9. Before serving let the schnitzel drain on kitchen paper and then serve immediately. If you rub your fork over the finished coat of breadcrumbs and the crispy sound creates goose bumps, then the Wiener Schnitzel is perfect.
Viennese potato salad:
1. Clean and cook the waxy potatoes.
2. Heat the beef soup and mix with vinegar and salt (plus possibly sugar)
3. Peel and cut the hot potatoes into 2-3 mm thick slices and place them in the hot marinade, so that the marinade can be absorbed well!
4. Finally add the oil, onion and black pepper and the Viennese potato salad is ready!
The Viennese garnish
1. Sprinkle the egg white, parsley, yolk, capers and anchovies separately and serve on the plate in the form of a small bow.
2. You can just as easily mix all the ingredients together and serve them in a small bowl.
Cut from veal, our Wiener Schnitzel is dredged in cage-free eggs and breadcrumbs from an artisanal Bakery. Fried golden brown in the finest butter, rich lard or neutral vegetable oil it is served with your choice of garnishes: Potato salad, cucumber salad or parsley potatoes. If you'd like your Schnitzel served traditionally, you can order it with a Viennese garnish of parsley, shallot, lemon fillets, capers, egg and anchovy fillets.
As is befitting a legend, there are many myths, and even more speculation, surrounding the origin of the original Wiener Schnitzel. The trail even goes back as far as Byzantium, where food was sometimes decorated with gold leaf. When this practice became difficult to justify financially during times of famine, inventive cooks began using breadcrumbs to at least maintain the golden appearance.
In Austria, people surprisingly hold onto the story that Wiener Schnitzel actually comes from Milan and has its origins in the "costoletta milanese". Field Marshal Radetzky is said to have enthusiastically imported it to Austria from Lombardy, introducing it at the imperial court in 1849.

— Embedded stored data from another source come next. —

use std::{
    net::{IpAddr, SocketAddr},
    sync::Arc,
};

use anyhow::Context;
use async_graphql::http::GraphiQLSource;
use async_graphql_axum::{GraphQLRequest, GraphQLResponse};
use axum::{
    Json, Router,
    body::Bytes,
    extract::{DefaultBodyLimit, Path, Query, State},
    http::{self, HeaderName, HeaderValue, Method, StatusCode, header},
    response::{Html, IntoResponse, Response},
    routing::{get, post},
};
use chrono::Utc;
use platform_db::{LocalObjectStore, SeaStore, objects::MAX_UPLOAD_BYTES};
use platform_store::{ObjectStore, StoreError};
use products_calendar::EventStore;
use products_directory::{
    Branch, Department, DirectoryStore, FilterCriteria, OnboardingStatus, Selector, UnknownLabel,
};
use sea_orm::DatabaseConnection;
use serde::{Deserialize, Serialize};
use tower::ServiceBuilder;
use tower_http::{
    cors::{AllowOrigin, CorsLayer},
    request_id::{MakeRequestUuid, PropagateRequestIdLayer, SetRequestIdLayer},
    services::ServeDir,
    trace::TraceLayer,
};
use tracing::{error, info, warn};
use uuid::Uuid;

use crate::{
    commands::directory_export,
    config::AppConfig,
    graphql::{GraphqlData, HubSchema, build_schema},
    prefs::PrefsStore,
};

#[derive(Clone)]
pub struct AppState {
    pub db: DatabaseConnection,
    pub schema: HubSchema,
    pub data: GraphqlData,
    pub config: Arc<AppConfig>,
}

impl AppState {
    /// Wire the stores and schema over one shared connection.
    pub async fn new(config: Arc<AppConfig>, db: DatabaseConnection) -> anyhow::Result<Self> {
        let store = Arc::new(SeaStore::new(db.clone()));
        let directory: Arc<dyn DirectoryStore> = store.clone();
        let events: Arc<dyn EventStore> = store;
        let objects: Arc<dyn ObjectStore> = Arc::new(LocalObjectStore::new(
            config.storage_dir.clone(),
            config.public_base_url.clone(),
        ));
        let prefs = Arc::new(PrefsStore::open(&config.prefs_path).await?);
        let data = GraphqlData {
            directory,
            events,
            objects,
            prefs,
            export_slug: config.export_slug.clone(),
        };
        Ok(Self {
            db,
            schema: build_schema(data.clone()),
            data,
            config,
        })
    }
}

#[derive(Clone, Debug)]
pub struct ServeConfig {
    addr: SocketAddr,
}

impl ServeConfig {
    pub fn new(host: IpAddr, port: u16) -> Self {
        Self {
            addr: SocketAddr::from((host, port)),
        }
    }
}

pub async fn serve(config: ServeConfig, state: AppState) -> anyhow::Result<()> {
    let router = build_router(state);
    let listener = tokio::net::TcpListener::bind(config.addr)
        .await
        .with_context(|| format!("failed to bind {}", config.addr))?;

    info!(%config.addr, "hub server listening");
    axum::serve(listener, router.into_make_service())
        .with_graceful_shutdown(shutdown_signal())
        .await
        .context("HTTP server error")?;
    Ok(())
}

fn cors_layer(origins: &[String]) -> CorsLayer {
    let allowed = origins
        .iter()
        .filter_map(|origin| origin.parse::<HeaderValue>().ok())
        .collect::<Vec<_>>();
    let allow_origin = if allowed.is_empty() {
        AllowOrigin::any()
    } else {
        AllowOrigin::list(allowed)
    };
    CorsLayer::new()
        .allow_headers([http::header::CONTENT_TYPE])
        .allow_methods([Method::POST, Method::GET])
        .allow_origin(allow_origin)
        .expose_headers([header::CONTENT_DISPOSITION])
}

pub fn build_router(state: AppState) -> Router {
    let request_id = MakeRequestUuid;
    let header_name = HeaderName::from_static("x-request-id");
    let files = ServeDir::new(&state.config.storage_dir);
    Router::new()
        .route("/health", get(health_handler))
        .route("/graphql", post(graphql_handler))
        .route("/graphiql", get(graphiql_handler))
        .route("/directory/export.csv", get(export_handler))
        .route(
            "/teammates/{id}/headshot",
            post(headshot_handler).layer(DefaultBodyLimit::max(MAX_UPLOAD_BYTES)),
        )
        .nest_service("/files", files)
        .layer(
            ServiceBuilder::new()
                .layer(SetRequestIdLayer::new(header_name.clone(), request_id))
                .layer(PropagateRequestIdLayer::new(header_name))
                .layer(TraceLayer::new_for_http())
                .layer(cors_layer(&state.config.cors_allowed_origins)),
        )
        .with_state(state)
}

async fn graphql_handler(State(state): State<AppState>, request: GraphQLRequest) -> GraphQLResponse {
    state.schema.execute(request.into_inner()).await.into()
}

async fn graphiql_handler() -> Html<String> {
    Html(GraphiQLSource::build().endpoint("/graphql").finish())
}

async fn health_handler(State(state): State<AppState>) -> impl IntoResponse {
    let db_ok = state.db.ping().await.is_ok();
    let status = if db_ok {
        StatusCode::OK
    } else {
        StatusCode::SERVICE_UNAVAILABLE
    };
    (
        status,
        Json(HealthResponse {
            ok: db_ok,
            db_ok,
            version: env!("CARGO_PKG_VERSION"),
        }),
    )
}

#[derive(Serialize)]
struct HealthResponse {
    ok: bool,
    db_ok: bool,
    version: &'static str,
}

/// Query string of the CSV download. Selectors take display labels, with
/// `All` or an empty value meaning unconstrained.
#[derive(Debug, Default, Deserialize)]
pub struct ExportQuery {
    #[serde(default)]
    search: String,
    #[serde(default)]
    department: String,
    #[serde(default)]
    branch: String,
    #[serde(default)]
    status: String,
}

impl ExportQuery {
    fn criteria(&self) -> Result<FilterCriteria, UnknownLabel> {
        Ok(FilterCriteria {
            search: self.search.trim().to_string(),
            department: Selector::<Department>::parse(&self.department)?,
            branch: Selector::<Branch>::parse(&self.branch)?,
            onboarding_status: Selector::<OnboardingStatus>::parse(&self.status)?,
        })
    }
}

async fn export_handler(
    State(state): State<AppState>,
    Query(query): Query<ExportQuery>,
) -> HttpResult<Response> {
    let criteria = query
        .criteria()
        .map_err(|err| HttpError::new(StatusCode::BAD_REQUEST, &err.to_string()))?;
    let export = directory_export(
        state.data.directory.as_ref(),
        &criteria,
        &state.config.export_slug,
        Utc::now().date_naive(),
    )
    .await?;
    info!(filename = %export.filename, "directory exported");
    Ok((
        [
            (header::CONTENT_TYPE, export.mime.to_string()),
            (header::CONTENT_DISPOSITION, export.content_disposition()),
        ],
        export.body,
    )
        .into_response())
}

#[derive(Debug, Deserialize)]
pub struct UploadQuery {
    filename: String,
}

#[derive(Debug, Serialize)]
#[serde(rename_all = "camelCase")]
struct HeadshotResponse {
    headshot_url: String,
}

/// Store a new headshot, point the teammate at it, then drop the old file.
async fn headshot_handler(
    State(state): State<AppState>,
    Path(id): Path<Uuid>,
    Query(query): Query<UploadQuery>,
    body: Bytes,
) -> HttpResult<Json<HeadshotResponse>> {
    let previous = state
        .data
        .directory
        .get_profile(id)
        .await?
        .teammate
        .headshot_url;
    let objects = &state.data.objects;
    let url = objects
        .upload(body.to_vec(), &query.filename, Some(id))
        .await?;
    if let Err(err) = state.data.directory.set_headshot(id, Some(url.clone())).await {
        if let Err(cleanup) = objects.delete(&url).await {
            warn!(%id, error = %cleanup, "orphaned headshot upload");
        }
        return Err(err.into());
    }
    if let Some(old) = previous.filter(|old| *old != url) {
        if let Err(err) = objects.delete(&old).await {
            warn!(%id, error = %err, "previous headshot not removed");
        }
    }
    Ok(Json(HeadshotResponse { headshot_url: url }))
}

type HttpResult<T> = Result<T, HttpError>;

#[derive(Debug)]
struct HttpError {
    status: StatusCode,
    message: String,
}

impl HttpError {
    fn new(status: StatusCode, msg: &str) -> Self {
        Self {
            status,
            message: msg.to_string(),
        }
    }
}

impl From<StoreError> for HttpError {
    fn from(err: StoreError) -> Self {
        match err {
            StoreError::NotFound => Self::new(StatusCode::NOT_FOUND, "Teammate not found"),
            StoreError::InvalidInput(message) => Self::new(StatusCode::BAD_REQUEST, &message),
            other => {
                error!(error = %other, "request failed");
                Self::new(StatusCode::INTERNAL_SERVER_ERROR, "internal server error")
            }
        }
    }
}

impl IntoResponse for HttpError {
    fn into_response(self) -> Response {
        (self.status, self.message).into_response()
    }
}

async fn shutdown_signal() {
    let ctrl_c = async {
        if let Err(err) = tokio::signal::ctrl_c().await {
            error!(error = %err, "CTRL+C handler unavailable");
            std::future::pending::<()>().await;
        }
    };

    #[cfg(unix)]
    let terminate = async {
        use tokio::signal::unix::{SignalKind, signal};

        match signal(SignalKind::terminate()) {
            Ok(mut stream) => {
                stream.recv().await;
            }
            Err(err) => {
                error!(error = %err, "SIGTERM handler unavailable");
                std::future::pending::<()>().await;
            }
        }
    };

    #[cfg(not(unix))]
    ctrl_c.await;

    #[cfg(unix)]
    tokio::select! {
        _ = ctrl_c => {},
        _ = terminate => {},
    };
    info!("shutdown signal received");
}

Neither of these has been proven. What is certain is that meat has been breaded since the Middle Ages, including in Vienna. Chicken fried in breadcrumbs was a staple for Ignaz Gartler in the 18th century. And we can assume that it was equally common to bread other types of meat. Fried veal cutlets were first called Wiener Schnitzel by Magdalena Rettig in her 1831 Austrian cookbook, "Die Hausköchin", or "The Home Cook". Wiener Schnitzel was born. And for us, it's here to stay. After all, it's named after our city. We wouldn't have it any other way.